One proposed strategy for the prevention of breast milk HIV transmission is the administration of HAART to nursing mothers. Treatment of nursing mothers with zidovudine, lamivudine, and nevirapine from 28 weeks of gestation through 1 month postpartum has been shown to reduce breast milk HIV viral RNA loads at delivery and at the end of the first postpartum week compared to the levels in untreated women, although breast milk HIV DNA may be not be suppressed (8
). Several studies of the efficacy of maternal HAART in preventing breast milk HIV transmission are under way. However, animal and human studies have demonstrated that antiretroviral agents are transferred into breast milk (5
). Because of the frequency of feeding and the reduced clearance of antiretrovirals in infants, even low concentrations of antiretrovirals in breast milk may result in biologically significant antiretroviral concentrations in the nursing infant (14
). An understanding of infant drug exposure resulting from antiretrovirals received via breast milk is necessary before the use of antiretrovirals in nursing women becomes widespread.

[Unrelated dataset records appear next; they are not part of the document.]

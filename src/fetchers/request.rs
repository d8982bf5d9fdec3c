use super::Fetcher;
use crate::config::RequestConfig;
use crate::error::FetchError;
use async_trait::async_trait;
use log::debug;
use reqwest::{Client, StatusCode};

pub struct RequestFetcher {
    client: Client,
}

impl RequestFetcher {
    pub fn new(config: &RequestConfig) -> Result<Self, FetchError> {
        let client = Client::builder()
            .timeout(config.timeout)
            .user_agent(config.user_agent.as_str())
            .build()
            .map_err(|e| FetchError::Client(e.to_string()))?;

        Ok(Self { client })
    }
}

#[async_trait]
impl Fetcher for RequestFetcher {
    async fn fetch(&self, url: &str) -> Result<String, FetchError> {
        debug!("GET {}", url);
        let response = self.client.get(url).send().await?;

        let status = response.status();
        if status != StatusCode::OK {
            return Err(FetchError::Status {
                url: url.to_string(),
                status,
            });
        }

        let html = response.text().await?;
        Ok(html)
    }
}
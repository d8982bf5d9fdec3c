use thiserror::Error;

/// Errors surfaced by the scraper's public entry points
#[derive(Error, Debug)]
pub enum ScrapeError {
    /// Failed to fetch a page
    #[error("Failed to fetch page: {0}")]
    Fetch(#[from] FetchError),

    /// Failed to extract data from a page
    #[error("Failed to extract page: {0}")]
    Extract(#[from] ExtractError),

    /// Failed to read or write a table file
    #[error("Table error: {0}")]
    Table(#[from] TableError),

    /// Page range outside of 1..=end or reversed
    #[error("Invalid page range: {0}")]
    InvalidRange(String),

    /// Builder configuration error
    #[error("Builder error: {0}")]
    BuilderError(String),

    /// Configuration error
    #[error("Configuration error: {0}")]
    ConfigError(#[from] config::ConfigError),

    #[error("I/O error: {0}")]
    Io(#[from] std::io::Error),
}

/// A single failed request
#[derive(Error, Debug)]
pub enum FetchError {
    /// The server answered with anything other than 200
    #[error("{url} returned status {status}")]
    Status {
        url: String,
        status: reqwest::StatusCode,
    },

    /// Connection, timeout or body read failure
    #[error("Request failed: {0}")]
    Transport(#[from] reqwest::Error),

    /// The HTTP client could not be constructed
    #[error("Could not build HTTP client: {0}")]
    Client(String),
}

/// Structural problems found while reading a page
#[derive(Error, Debug)]
pub enum ExtractError {
    /// A field the record cannot exist without is missing or empty
    #[error("Required field '{0}' not found")]
    MissingRequired(&'static str),

    /// An expected region of the page is absent
    #[error("Section '{0}' not found")]
    MissingSection(&'static str),

    /// A link could not be resolved against the base URL
    #[error("Invalid URL: {0}")]
    InvalidUrl(#[from] url::ParseError),
}

/// Problems reading or writing delimited table files
#[derive(Error, Debug)]
pub enum TableError {
    #[error("I/O error: {0}")]
    Io(#[from] std::io::Error),

    /// Header row missing or not the expected columns
    #[error("Unexpected header: {0}")]
    MissingHeader(String),

    /// A data row does not have one cell per header column
    #[error("Row {row}: expected {expected} cells, found {found}")]
    ColumnCount {
        row: usize,
        expected: usize,
        found: usize,
    },

    /// Raw and measured ingredient cells have different lengths
    #[error("Row {row}: raw and measured ingredient counts differ")]
    Misaligned { row: usize },

    /// A cell could not be decoded
    #[error("Row {row}, column '{column}': {message}")]
    InvalidCell {
        row: usize,
        column: &'static str,
        message: String,
    },

    #[error("JSON error: {0}")]
    Json(#[from] serde_json::Error),
}
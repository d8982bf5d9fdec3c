//! Free-text helpers for numbers, durations and keyword scoring.
//!
//! Page text on recipe sites is loosely formatted ("Prep:15 mins", "4.5 out of 5",
//! "kcal 520"), so everything here scans for the first plausible token instead of
//! parsing whole strings.

use regex::Regex;
use std::sync::LazyLock;

/// Decimal alternative comes first so "12.5" is captured whole rather than as "12".
/// ASCII digits only, matching what `str::parse` accepts.
static NUMBER: LazyLock<Regex> =
    LazyLock::new(|| Regex::new(r"[0-9]+\.[0-9]+|[0-9]+").expect("number pattern should be valid"));

static HOURS: LazyLock<Regex> =
    LazyLock::new(|| Regex::new(r"([0-9]+)\s*hrs?").expect("hours pattern should be valid"));

static MINUTES: LazyLock<Regex> =
    LazyLock::new(|| Regex::new(r"([0-9]+)\s*mins?").expect("minutes pattern should be valid"));

/// Returns the leftmost integer or decimal literal in `text`.
pub fn find_first_number(text: &str) -> Option<f64> {
    NUMBER
        .find(text)
        .and_then(|m| m.as_str().parse::<f64>().ok())
}

/// Converts an "1hr 30mins" style duration into total minutes.
///
/// Hours and minutes are searched independently and only the first occurrence of
/// each is used. A missing unit counts as zero, so `""` yields `0`.
pub fn time_string_to_minutes(text: &str) -> u32 {
    let hours = first_capture(&HOURS, text).unwrap_or(0);
    let minutes = first_capture(&MINUTES, text).unwrap_or(0);

    hours.saturating_mul(60).saturating_add(minutes)
}

fn first_capture(pattern: &Regex, text: &str) -> Option<u32> {
    pattern
        .captures(text)
        .and_then(|caps| caps.get(1))
        .and_then(|m| m.as_str().parse::<u32>().ok())
}

/// True when the text holds both an opening and a closing round bracket.
pub fn contains_brackets(text: &str) -> bool {
    text.contains('(') && text.contains(')')
}

pub fn contains_number(text: &str) -> bool {
    find_first_number(text).is_some()
}

/// Counts how many of `keywords` occur in `text` (case-sensitive, each at most once).
pub fn count_keywords(text: &str, keywords: &[&str]) -> u32 {
    keywords.iter().filter(|keyword| text.contains(*keyword)).count() as u32
}
use super::Disambiguator;
use crate::text::{contains_brackets, contains_number, count_keywords};
use log::debug;

/// Words that mark a fragment as a measure or a serving note rather than a name.
const MEASURE_KEYWORDS: [&str; 13] = [
    "tbsp",
    "tsp",
    "oz",
    "lb",
    "ml",
    "kg",
    "cup",
    "can",
    "tin",
    "serve",
    "optional",
    "defrosted",
    "frozen",
];

/// A piece of an ingredient line with its suitability score (lower is better).
#[derive(Debug, Clone, PartialEq, Eq)]
pub struct CandidateFragment {
    pub text: String,
    pub score: u32,
}

impl CandidateFragment {
    pub fn new(text: &str) -> Self {
        let mut score = count_keywords(text, &MEASURE_KEYWORDS);
        if contains_brackets(text) {
            score += 1;
        }
        if contains_number(text) {
            score += 1;
        }

        Self {
            text: text.to_string(),
            score,
        }
    }
}

pub struct HeuristicDisambiguator;

impl HeuristicDisambiguator {
    /// Lowest-scoring fragment; the first one wins on ties.
    pub fn best_fragment(fragments: &[String]) -> Option<CandidateFragment> {
        fragments
            .iter()
            .map(|text| CandidateFragment::new(text))
            .reduce(|best, candidate| {
                if candidate.score < best.score {
                    candidate
                } else {
                    best
                }
            })
    }
}

impl Disambiguator for HeuristicDisambiguator {
    fn raw_ingredient(&self, _measured: &str, fragments: &[String]) -> Option<String> {
        let best = Self::best_fragment(fragments)?;
        debug!("Chose '{}' (score {}) as raw ingredient", best.text, best.score);
        Some(best.text)
    }
}
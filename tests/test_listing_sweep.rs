mod common;

use common::listing_html;
use goodfood_scrape::{extract_listing_links, PageRange, Scraper};
use mockito::{Matcher, Server, ServerGuard};

async fn mock_page(server: &mut ServerGuard, page: u32, status: usize, body: String) -> mockito::Mock {
    server
        .mock("GET", "/search")
        .match_query(Matcher::UrlEncoded("page".into(), page.to_string()))
        .with_status(status)
        .with_header("content-type", "text/html")
        .with_body(body)
        .create_async()
        .await
}

fn scraper(server: &ServerGuard, concurrency: usize) -> Scraper {
    Scraper::builder()
        .base_url(server.url())
        .max_concurrency(concurrency)
        .requests_per_second(100)
        .build()
        .unwrap()
}

#[tokio::test]
async fn test_duplicate_links_across_pages_collapse() {
    let mut server = Server::new_async().await;
    let first = mock_page(
        &mut server,
        1,
        200,
        listing_html(&["/recipes/easy-chicken-curry", "/recipes/easy-chicken-curry"]),
    )
    .await;
    let second = mock_page(&mut server, 2, 200, listing_html(&["/recipes/easy-chicken-curry"])).await;

    let urls = scraper(&server, 1)
        .collect_recipe_urls(PageRange::new(1, 2).unwrap())
        .await;

    first.assert_async().await;
    second.assert_async().await;
    assert_eq!(urls.len(), 1);
    assert!(urls.contains(&format!("{}/recipes/easy-chicken-curry", server.url())));
}

#[tokio::test]
async fn test_failed_page_is_skipped() {
    let mut server = Server::new_async().await;
    let _first = mock_page(&mut server, 1, 200, listing_html(&["/recipes/a"])).await;
    let _second = mock_page(&mut server, 2, 500, "Internal error".to_string()).await;
    let _third = mock_page(&mut server, 3, 200, listing_html(&["/recipes/b", "/recipes/c"])).await;

    let urls = scraper(&server, 2)
        .collect_recipe_urls(PageRange::new(1, 3).unwrap())
        .await;

    let base = server.url();
    let mut urls: Vec<String> = urls.into_iter().collect();
    urls.sort();
    assert_eq!(
        urls,
        vec![
            format!("{base}/recipes/a"),
            format!("{base}/recipes/b"),
            format!("{base}/recipes/c"),
        ]
    );
}

#[tokio::test]
async fn test_page_without_results_contributes_nothing() {
    let mut server = Server::new_async().await;
    let _first = mock_page(&mut server, 1, 200, "<html><body><p>No results</p></body></html>".to_string()).await;
    let _second = mock_page(&mut server, 2, 200, listing_html(&["/recipes/b"])).await;

    let urls = scraper(&server, 1)
        .collect_recipe_urls(PageRange::new(1, 2).unwrap())
        .await;

    assert_eq!(urls.len(), 1);
}

#[tokio::test]
async fn test_single_page_range_requests_one_page() {
    let mut server = Server::new_async().await;
    let only = mock_page(&mut server, 4, 200, listing_html(&["/recipes/d"])).await;

    let urls = scraper(&server, 3)
        .collect_recipe_urls(PageRange::new(4, 4).unwrap())
        .await;

    only.assert_async().await;
    assert_eq!(urls.len(), 1);
}

#[test]
fn test_extract_listing_links_resolves_relative_hrefs() {
    let html = listing_html(&["/recipes/a", "https://www.bbcgoodfood.com/recipes/b"]);
    let links = extract_listing_links(&html, "https://www.bbcgoodfood.com");

    assert_eq!(links.len(), 2);
    assert!(links.contains("https://www.bbcgoodfood.com/recipes/a"));
    assert!(links.contains("https://www.bbcgoodfood.com/recipes/b"));
}

#[test]
fn test_extract_listing_links_with_bad_base_is_empty() {
    let html = listing_html(&["/recipes/a"]);
    assert!(extract_listing_links(&html, "not a url").is_empty());
}
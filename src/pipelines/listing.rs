use super::run_bounded;
use crate::config::PageRange;
use crate::extractors::ListingExtractor;
use crate::fetchers::Fetcher;
use log::{info, warn};
use std::collections::HashSet;
use std::sync::Arc;

/// URL of one search results page.
pub fn listing_page_url(base_url: &str, page: u32) -> String {
    format!("{}/search?page={}", base_url.trim_end_matches('/'), page)
}

/// Fetches every listing page in `range` and returns the de-duplicated set of
/// recipe links found across all of them.
///
/// Pages that fail to load or have no results contribute nothing; the sweep
/// always runs to the end of the range.
pub async fn collect_recipe_urls(
    fetcher: Arc<dyn Fetcher>,
    extractor: Arc<ListingExtractor>,
    base_url: &str,
    range: PageRange,
    max_concurrency: usize,
) -> HashSet<String> {
    let per_page = run_bounded(range.pages(), max_concurrency, |page| {
        let fetcher = Arc::clone(&fetcher);
        let extractor = Arc::clone(&extractor);
        let url = listing_page_url(base_url, page);

        async move {
            info!("At page {} scraping {}", page, url);
            match fetcher.fetch(&url).await {
                Ok(markup) => extractor.extract(&markup, &url),
                Err(e) => {
                    warn!("Failed to retrieve page {}: {}. Continuing to the next page", page, e);
                    HashSet::new()
                }
            }
        }
    })
    .await;

    let urls: HashSet<String> = per_page.into_iter().flatten().collect();
    info!(
        "Collected {} recipe URLs from pages {}..={}",
        urls.len(),
        range.start(),
        range.end()
    );
    urls
}
use clap::{Args, Parser, Subcommand};
use goodfood_scrape::table::{write_detail_table, write_url_table};
use goodfood_scrape::{PageRange, Scraper, ScraperConfig, Strategy};
use log::info;
use std::collections::HashSet;
use std::fs::File;
use std::io::BufWriter;
use std::path::PathBuf;

#[derive(Parser)]
#[command(name = "goodfood-scrape", version, about = "Scrape recipe listings and recipe details into CSV tables")]
struct Cli {
    #[command(subcommand)]
    command: Command,
}

#[derive(Subcommand)]
enum Command {
    /// Write recipe URLs found on the listing pages to a CSV file
    Urls(SweepArgs),
    /// Write the details of every recipe found on the listing pages to a CSV file
    Details {
        #[command(flatten)]
        sweep: SweepArgs,
        /// Infer raw ingredient names with the ingredient parser instead of fragment scoring
        #[arg(long)]
        precise: bool,
    },
}

#[derive(Args)]
struct SweepArgs {
    /// First listing page (1-based)
    #[arg(long)]
    start: u32,
    /// Last listing page, inclusive
    #[arg(long)]
    end: u32,
    /// CSV file to write
    #[arg(short, long)]
    output: PathBuf,
    /// Overwrite the output file if it already exists
    #[arg(long)]
    force: bool,
    /// Maximum number of pages fetched at once
    #[arg(long)]
    concurrency: Option<usize>,
}

impl SweepArgs {
    fn open_output(&self) -> Result<BufWriter<File>, Box<dyn std::error::Error>> {
        if self.output.exists() && !self.force {
            return Err(format!(
                "{} already exists; pass --force to overwrite it",
                self.output.display()
            )
            .into());
        }
        Ok(BufWriter::new(File::create(&self.output)?))
    }
}

#[tokio::main]
async fn main() -> Result<(), Box<dyn std::error::Error>> {
    env_logger::Builder::from_env(env_logger::Env::default().default_filter_or("info")).init();

    let cli = Cli::parse();
    let config = ScraperConfig::load()?;

    match cli.command {
        Command::Urls(sweep) => {
            let range = PageRange::new(sweep.start, sweep.end)?;
            let scraper = build_scraper(config, &sweep, None)?;
            let output = sweep.open_output()?;

            let urls = sorted(scraper.collect_recipe_urls(range).await);
            info!("Writing URLs to file {}", sweep.output.display());
            write_url_table(output, &urls)?;
            println!("Recipe URLs successfully written to {}", sweep.output.display());
        }
        Command::Details { sweep, precise } => {
            let range = PageRange::new(sweep.start, sweep.end)?;
            let strategy = precise.then_some(Strategy::Parser);
            let scraper = build_scraper(config, &sweep, strategy)?;
            let output = sweep.open_output()?;

            let urls = sorted(scraper.collect_recipe_urls(range).await);
            let records = scraper.collect_recipe_details(urls).await;
            write_detail_table(output, &records)?;
            println!("Recipe details successfully written to {}", sweep.output.display());
        }
    }

    Ok(())
}

fn sorted(urls: HashSet<String>) -> Vec<String> {
    let mut urls: Vec<String> = urls.into_iter().collect();
    urls.sort();
    urls
}

fn build_scraper(
    config: ScraperConfig,
    sweep: &SweepArgs,
    strategy: Option<Strategy>,
) -> Result<Scraper, goodfood_scrape::ScrapeError> {
    let mut builder = Scraper::builder().config(config);
    if let Some(concurrency) = sweep.concurrency {
        builder = builder.max_concurrency(concurrency);
    }
    if let Some(strategy) = strategy {
        builder = builder.strategy(strategy);
    }
    builder.build()
}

Our data clearly show that lamivudine and nevirapine, but not zidovudine, are transmitted in biologically significant concentrations via breast milk to nursing infants when their mothers receive these drugs. The resulting infant antiretroviral drug exposure may have benefits, such as prevention of HIV infection or partial suppression of HIV replication in infants who become HIV infected. Alternatively, this drug exposure could result in potential drug side effects or, in infants who become HIV infected, the emergence of HIV drug resistance. Recent data from the parent Kisumu Breastfeeding Study demonstrate the emergence of HIV type 1 genotypic resistance mutations to nucleoside reverse transcriptase inhibitors (primarily to lamivudine but, to a lesser degree, to zidovudine as well) and nonnucleoside reverse transcriptase inhibitors among children who are HIV infected at birth or during the first 6 months while breast feeding and whose mothers received treatment with zidovudine, lamivudine, and nevirapine during pregnancy and while nursing (35
). While enhanced prophylactic strategies such as this are likely to reduce perinatal and postpartum HIV infections among infants, the extent of infant drug exposure via breast milk and the effects on infants of this exposure, especially the emergence of resistance mutations in those infants who become HIV infected despite maternal treatment, are important considerations for HIV treatment programs providing maternal HAART during breast feeding for prevention of mother-to-child transmission and for pediatric treatment programs that treat HIV-infected infants who have been exposed to these drugs via breast feeding.